Transport Workers Union Local 100 spokesman Jim Gannon said the Occupy Wall Street movement, which denounces social inequities in the financial system and draws inspiration from the Arab Spring revolutions in Africa and the Middle East, has advanced issues that unions typically support.
"Their goals are our goals," Gannon said. "They brought a spotlight on issues that we've believed in for quite some time now. ... Wall Street caused the implosion in the first place and is getting away scot-free while workers, transit workers, everybody, is forced to pay for their excesses.
"These young folks have brought a pretty bright spotlight," Gannon added. "It's kind of a natural alliance."
President Michael Mulgrew of the United Federation of Teachers, the sole bargaining agent for most nonsupervisory New York City public teachers, with 200,000 members, said he was proud to support the demonstrators.
"The way our society is now headed, it does not work for 99% of people, so when Occupy Wall Street started ... they kept to it and they've been able to create a national conversation that we think should have been going on for years," Mulgrew said.
The labor officials couldn't provide a projection of how many of their members will take the day off from work Wednesday and join the protests.
In New York, the demonstrators have camped out in Zuccotti Park, calling for 20,000 people to flood the area for a "few months."
The protest campaign -- which uses the hashtag #occupywallstreet on the microblogging site Twitter -- began in July with the launch of a campaign website calling for a march and sit-in at the New York Stock Exchange.
And for more than two weeks, demonstrations have addressed issues such as police brutality, union busting and the economy, the group said.

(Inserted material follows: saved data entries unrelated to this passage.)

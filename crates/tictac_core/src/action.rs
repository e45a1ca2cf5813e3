//! Reasons a move can be turned away.
//!
//! A rejected move never changes the game. The front end drops these
//! silently; they exist so callers and tests can tell rejections apart.

/// Error returned when a move is rejected.
#[derive(Debug, Clone, Copy, PartialEq, Eq, derive_more::Display, derive_more::Error)]
pub enum MoveError {
    /// The index is not on the board.
    #[display("Cell {} is off the board (must be 0-8)", _0)]
    OutOfRange(#[error(not(source))] usize),

    /// The cell at the index is already occupied.
    #[display("Cell {} is already occupied", _0)]
    CellOccupied(#[error(not(source))] usize),

    /// The board already has a winner.
    #[display("Game is already over")]
    GameOver,

    /// The computer's move is pending.
    #[display("Computer is thinking")]
    ComputerThinking,
}
//! Game rules for tic-tac-toe.
//!
//! Pure functions over a [`Board`](crate::Board). Rules are kept apart from
//! the game state so the state machine and the front end can share them.

pub mod draw;
pub mod win;

pub use draw::{is_full, is_tie};
pub use win::{LineKind, WinResult, WinningLine, detect_win};
//! Listener supervisor (C8): one TCP listener per provisioned device,
//! spawning a [`Session`] for every accepted socket.

use mowerlink_core::{DeviceRegistry, Environment, TelemetrySink};
use tokio::net::TcpListener;

use crate::session::Session;

/// Owns the per-device listeners for the lifetime of the server process.
pub struct ListenerSupervisor<E: Environment, R: DeviceRegistry, S: TelemetrySink> {
    env: E,
    registry: R,
    sink: S,
}

impl<E: Environment, R: DeviceRegistry, S: TelemetrySink> ListenerSupervisor<E, R, S> {
    /// Build a supervisor over the given registry and telemetry sink.
    #[must_use]
    pub fn new(env: E, registry: R, sink: S) -> Self {
        Self { env, registry, sink }
    }

    /// Query the registry and spawn one listener task per provisioned
    /// device. Runs until the process is killed: each listener task loops
    /// forever accepting sockets.
    ///
    /// A bind failure on one device's port is logged and that device's
    /// listener is skipped; the rest of the fleet is unaffected.
    pub async fn run(self) {
        let devices = match self.registry.list_provisioned_devices() {
            Ok(devices) => devices,
            Err(e) => {
                tracing::error!(error = %e, "failed to read device registry");
                return;
            },
        };

        let mut listener_tasks = Vec::new();

        for device in devices {
            let bind_addr = ("0.0.0.0", device.port);
            let listener = match TcpListener::bind(bind_addr).await {
                Ok(listener) => listener,
                Err(e) => {
                    tracing::error!(
                        device_id = device.device_id,
                        port = device.port,
                        error = %e,
                        "failed to bind device listener"
                    );
                    continue;
                },
            };

            tracing::info!(
                device_id = device.device_id,
                port = device.port,
                name = device.display_name,
                "listening for device"
            );

            let env = self.env.clone();
            let sink = self.sink.clone();
            let device_id = device.device_id;

            listener_tasks.push(tokio::spawn(async move {
                accept_loop(device_id, listener, env, sink).await;
            }));
        }

        for task in listener_tasks {
            let _ = task.await;
        }
    }
}

async fn accept_loop<E: Environment, S: TelemetrySink>(
    device_id: u64,
    listener: TcpListener,
    env: E,
    sink: S,
) {
    loop {
        let socket = match listener.accept().await {
            Ok((socket, _peer_addr)) => socket,
            Err(e) => {
                tracing::error!(device_id, error = %e, "accept failed");
                continue;
            },
        };

        let session = Session::new(device_id, env.clone(), sink.clone());
        tokio::spawn(async move {
            session.run(socket).await;
        });
    }
}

Occupy Wall Street is a leaderless movement made up largely of twenty-somethings upset about the economy, the Afghanistan war, the environment, and the state of America and the world in general.
In less than three weeks, the movement has become a magnet for countless disaffected Americans at a time when an overwhelming majority of U.S. adults say the country is on the wrong track.
Besides the other cities, protests have also been held in Chicago and Los Angeles.
Occupy Wall Street and its offshoots have clear strains of liberal economic populism -- a powerful force in U.S. history during times characterized by economic stress. That said, it would be a mistake to label or tie the movement to a specific agenda, said Susan Olzak, a Stanford University sociology professor.
"It's difficult to classify a social protest movement early on in its history," she said. "Clearer goals could eventually emerge, but there's no guarantee."
She added, "Many movements fizzle out. Others become more organized. (But) I think we run a risk (by) taking a snapshot at any one point in time and trying to categorize the movement in any one way based on that snapshot. The only way to study these protest movements is to follow them over time."